1.14.2 Stappenplan JGZ

  • 1. De JGZ signaleert een risico op achterstand in de (spraak- taal) ontwikkeling van het kind.

    • o

      De signalering begint al bij het Zuigelingenhuisbezoek, bij de registratie van de opleiding en spreektaal van de ouder(s)/verzorger(s).

    • o

      Bij het contactmoment van 18 maanden wordt voor het eerst vastgesteld of de peuter aan de indiceringscriteria VVE voldoet.

    • o

      Mocht er bij 18 maanden nog geen verwijzing zijn afgegeven dan wordt hier ook bij 24 maanden nog naar gekeken.

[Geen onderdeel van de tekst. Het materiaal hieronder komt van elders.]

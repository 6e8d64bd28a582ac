use crate::connection::Connection;
use crate::core::Result;
use crate::index::IndexCommand;

/// Ordered list of pending index commands, drained into the open
/// transaction at commit time.
#[derive(Default)]
pub(crate) struct CommandJournal {
    commands: Vec<IndexCommand>,
}

impl CommandJournal {
    pub fn append(&mut self, command: IndexCommand) {
        self.commands.push(command);
    }

    /// Executes in insertion order; stops at the first failure and
    /// propagates it (rollback is the caller's disposition step).
    pub async fn drain(&mut self, conn: &mut dyn Connection) -> Result<usize> {
        let commands = std::mem::take(&mut self.commands);
        for command in &commands {
            command.execute(conn).await?;
        }
        Ok(commands.len())
    }

    #[cfg(test)]
    pub fn commands(&self) -> &[IndexCommand] {
        &self.commands
    }
}
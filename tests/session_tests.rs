use serde::{Deserialize, Serialize};
use vellumdb::{
    DbError, DescriptorRegistry, DocumentStore, IndexDescriptor, IndexModel, IsolationLevel,
    MemoryBackend, Persist, Tracked,
};

#[derive(Debug, Clone, Serialize, Deserialize, Persist)]
struct Person {
    id: i64,
    name: String,
}

impl Person {
    fn named(name: &str) -> Tracked<Person> {
        Tracked::new(Person {
            id: 0,
            name: name.to_string(),
        })
    }
}

#[derive(Debug, Clone, Serialize, Deserialize, IndexModel)]
struct PersonByName {
    name: String,
    count: i64,
}

fn counting_registry() -> DescriptorRegistry {
    let mut registry = DescriptorRegistry::new();
    registry.register(
        IndexDescriptor::<Person, PersonByName>::map(|person| {
            vec![PersonByName {
                name: person.name.clone(),
                count: 1,
            }]
        })
        .grouped_by("name")
        .reduce(|rows| {
            let name = rows.first()?.name.clone();
            Some(PersonByName {
                name,
                count: rows.iter().map(|row| row.count).sum(),
            })
        })
        .on_delete(|current, deleted| {
            let count = current.count - deleted.iter().map(|row| row.count).sum::<i64>();
            (count > 0).then_some(PersonByName { count, ..current })
        }),
    );
    registry
}

fn store_over(backend: &MemoryBackend) -> DocumentStore {
    DocumentStore::new(backend.clone(), counting_registry())
}

#[tokio::test]
async fn id_round_trips_across_sessions() {
    let backend = MemoryBackend::new();
    let store = store_over(&backend);

    let person = Person::named("ada");
    let mut session = store.open_session();
    session.save(&person).unwrap();
    session.close().await.unwrap();

    let id = person.read().unwrap().id;
    assert_ne!(id, 0);
    assert_eq!(backend.document(id).await.unwrap().doc_type, "Person");

    let mut session = store.open_session();
    let fetched = session.get::<Person>(&[id]).await.unwrap();
    assert_eq!(fetched[0].read().unwrap().name, "ada");
    assert_eq!(fetched[0].read().unwrap().id, id);
    session.close().await.unwrap();
}

#[tokio::test]
async fn get_preserves_identity_within_a_session() {
    let backend = MemoryBackend::new();
    let store = store_over(&backend);

    let person = Person::named("ada");
    let mut session = store.open_session();
    session.save(&person).unwrap();
    session.close().await.unwrap();
    let id = person.read().unwrap().id;

    let mut session = store.open_session();
    let first = session.get::<Person>(&[id]).await.unwrap();
    let second = session.get::<Person>(&[id]).await.unwrap();
    assert!(first[0].ptr_eq(&second[0]));
    session.close().await.unwrap();
}

#[tokio::test]
async fn saved_entity_is_the_one_fetched_back() {
    let backend = MemoryBackend::new();
    let store = store_over(&backend);

    let person = Person::named("ada");
    let mut session = store.open_session();
    session.save(&person).unwrap();
    session.commit().await.unwrap();

    let id = person.read().unwrap().id;
    let fetched = session.get::<Person>(&[id]).await.unwrap();
    assert!(fetched[0].ptr_eq(&person));
    session.close().await.unwrap();
}

#[tokio::test]
async fn get_is_positional_and_allows_duplicates() {
    let backend = MemoryBackend::new();
    let store = store_over(&backend);

    let ada = Person::named("ada");
    let bob = Person::named("bob");
    let mut session = store.open_session();
    session.save(&ada).unwrap();
    session.save(&bob).unwrap();
    session.close().await.unwrap();

    let ada_id = ada.read().unwrap().id;
    let bob_id = bob.read().unwrap().id;

    let mut session = store.open_session();
    let fetched = session
        .get::<Person>(&[bob_id, ada_id, bob_id])
        .await
        .unwrap();
    assert_eq!(fetched[0].read().unwrap().name, "bob");
    assert_eq!(fetched[1].read().unwrap().name, "ada");
    assert!(fetched[0].ptr_eq(&fetched[2]));
    session.close().await.unwrap();
}

#[tokio::test]
async fn repeated_save_inserts_once() {
    let backend = MemoryBackend::new();
    let store = store_over(&backend);

    let person = Person::named("ada");
    let mut session = store.open_session();
    session.save(&person).unwrap();
    session.save(&person).unwrap();
    session.close().await.unwrap();

    assert_eq!(backend.document_count().await, 1);
    let rows = backend.index_rows("PersonByName").await;
    assert_eq!(rows.len(), 1);
    assert_eq!(rows[0].data["count"], 1);
}

#[tokio::test]
async fn unchanged_entity_commits_as_a_no_op() {
    let backend = MemoryBackend::new();
    let store = store_over(&backend);

    let person = Person::named("ada");
    let mut session = store.open_session();
    session.save(&person).unwrap();
    session.close().await.unwrap();
    let id = person.read().unwrap().id;

    let rows_before = backend.index_rows("PersonByName").await;
    let blob_before = backend.blob(id).await;

    let mut session = store.open_session();
    let fetched = session.get::<Person>(&[id]).await.unwrap();
    session.save(&fetched[0]).unwrap();
    session.commit().await.unwrap();
    session.close().await.unwrap();

    assert_eq!(backend.index_rows("PersonByName").await, rows_before);
    assert_eq!(backend.blob(id).await, blob_before);
    assert_eq!(backend.document_count().await, 1);
}

#[tokio::test]
async fn canceled_session_leaves_no_trace() {
    let backend = MemoryBackend::new();
    let store = store_over(&backend);

    let person = Person::named("ada");
    let mut session = store.open_session();
    session.save(&person).unwrap();
    session.cancel();
    session.cancel(); // idempotent
    session.close().await.unwrap();

    assert_eq!(person.read().unwrap().id, 0);
    assert_eq!(backend.document_count().await, 0);
    assert!(backend.index_rows("PersonByName").await.is_empty());
}

#[tokio::test]
async fn cancel_after_commit_rolls_back_everything() {
    let backend = MemoryBackend::new();
    let store = store_over(&backend);

    let person = Person::named("ada");
    let mut session = store.open_session();
    session.save(&person).unwrap();
    session.commit().await.unwrap();
    assert_ne!(person.read().unwrap().id, 0);

    session.cancel();
    session.close().await.unwrap();

    // The work ran inside the transaction, so rollback discards all of it.
    assert_eq!(backend.document_count().await, 0);
    assert!(backend.index_rows("PersonByName").await.is_empty());
}

#[tokio::test]
async fn isolation_level_is_locked_once_the_transaction_opens() {
    let backend = MemoryBackend::new();
    let store = store_over(&backend);

    let mut session = store.open_session();
    session
        .set_isolation_level(IsolationLevel::Serializable)
        .unwrap();

    session.commit().await.unwrap();
    let err = session
        .set_isolation_level(IsolationLevel::ReadCommitted)
        .unwrap_err();
    assert!(matches!(err, DbError::InvalidOperation(_)));
    session.close().await.unwrap();
}

#[tokio::test]
async fn saving_an_index_row_type_is_rejected() {
    #[derive(Debug, Clone, Serialize, Deserialize, Persist, IndexModel)]
    struct Rogue {
        id: i64,
        name: String,
    }

    let mut registry = DescriptorRegistry::new();
    registry.register(IndexDescriptor::<Person, Rogue>::map(|person| {
        vec![Rogue {
            id: 0,
            name: person.name.clone(),
        }]
    }));
    let store = DocumentStore::new(MemoryBackend::new(), registry);

    let mut session = store.open_session();
    let err = session
        .save(&Tracked::new(Rogue {
            id: 0,
            name: "x".into(),
        }))
        .unwrap_err();
    assert!(matches!(err, DbError::InvalidArgument(_)));
    session.close().await.unwrap();
}

#[tokio::test]
async fn deleting_an_unassigned_entity_fails() {
    let backend = MemoryBackend::new();
    let store = store_over(&backend);

    let mut session = store.open_session();
    session.delete(&Person::named("ghost")).unwrap();
    let err = session.commit().await.unwrap_err();
    assert!(matches!(err, DbError::InvalidOperation(_)));

    session.cancel();
    session.close().await.unwrap();
}

#[tokio::test]
async fn query_auto_flushes_pending_work() {
    let backend = MemoryBackend::new();
    let store = store_over(&backend);

    let mut session = store.open_session();
    session.save(&Person::named("ada")).unwrap();

    let rows = session
        .query::<PersonByName>()
        .await
        .unwrap()
        .filter_eq("name", "ada")
        .unwrap()
        .list()
        .await
        .unwrap();
    assert_eq!(rows.len(), 1);
    assert_eq!(rows[0].count, 1);

    // Nothing is visible outside the session until close commits.
    assert!(backend.index_rows("PersonByName").await.is_empty());
    session.close().await.unwrap();
    assert_eq!(backend.index_rows("PersonByName").await.len(), 1);
}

  • 2. Registratie doelgroep VVE in JGZ-dossier.

  • 3. Ouder(s) informeren over de opvangorganisaties die VVE aanbieden.

  • 4. Eventuele informatie wordt meegegeven. Dit kan een brochure van de organisatie met algemene informatie over VVE zijn.

  • 5. JGZ vraagt toestemming aan ouder(s) om verwijsbrief en bijpassende gegevens uit te wisselen met de VVE-voorziening (indien deze bekend is)

  • 6. Bij het verkrijgen van toestemming verstrekt de JGZ de verwijzing van het betreffende kind aan de VVE-voorziening4 .

  • 7. De VVE-voorziening bespreekt met ouders:

    • o

      Aantal dagdelen en uren per plaatsing

    • o

      Financiële consequenties

  • 8. De brief wordt digitaal verstuurd naar de JGZ-medewerker die het kind heeft doorgestuurd. Naam en emailadres staan op de verwijsbrief. Medewerker JGZ verwerkt de plaatsing in het digitaal dossier van JGZ.

  • 9. JGZ controleert zes tot acht weken na afgifte van de verwijsbrief of het kind daadwerkelijk is aangemeld bij de VVE-voorziening.

  • 10. Wanneer de ouder zich niet heeft ingeschreven worden ouders gebeld.

  • 11. Opnieuw na zes weken controle of ouders zich ingeschreven hebben.

  • 12. Indien plaatsing/inschrijving VVE-voorziening (nog steeds) niet heeft plaatsgevonden wordt contact opgenomen met ouder om het belang hiervan te benadrukken en een plaatsing van het kind alsnog te realiseren.

Ondertekening


Noot
1

VSO, MBO 1 en Praktijkonderwijs

Noot
2

De ouder/verzorger spreekt weinig met het kind tijdens allerlei activiteiten in het dagelijks leven (hij/zij benoemt bijvoorbeeld niet wat hij/zij doet, ziet of hoort). De ouder/verzorger leest het kind weinig voor uit lees- of kijkboek. De ouder/verzorger doet weinig (woord)spelletjes met het kind. Dit kan afhankelijk zijn per achtergrond. De JGZ kan bij twijfel de opvang bevragen.

Noot
3

Denk aan (duurzame) armoede, achterstandswijk, isolement (gezin/kind), alcohol- of drugsgebruik, onvoldoende opvoedingscompetentie ouder(s), één ouder gezin, medische omstandigheden of (chronische) ziekte, psychiatrische of psychologische problematiek, relatie/gezinsproblematiek. Deze criteria zijn op zichzelf staand niet altijd reden tot verwijzing en er wordt dan ook door de professional gecontroleerd op een combinatie van factoren. Als het de enige factor is moet er wel iets mee gedaan worden. Contact tussen JGZ en maatschappelijk team is dus erg belangrijk!

Noot
4

Indien ouder geen toestemming verleent, wordt de verwijsbrief aan ouders meegegeven met de vraag deze in te leveren bij de VVE-voorziening.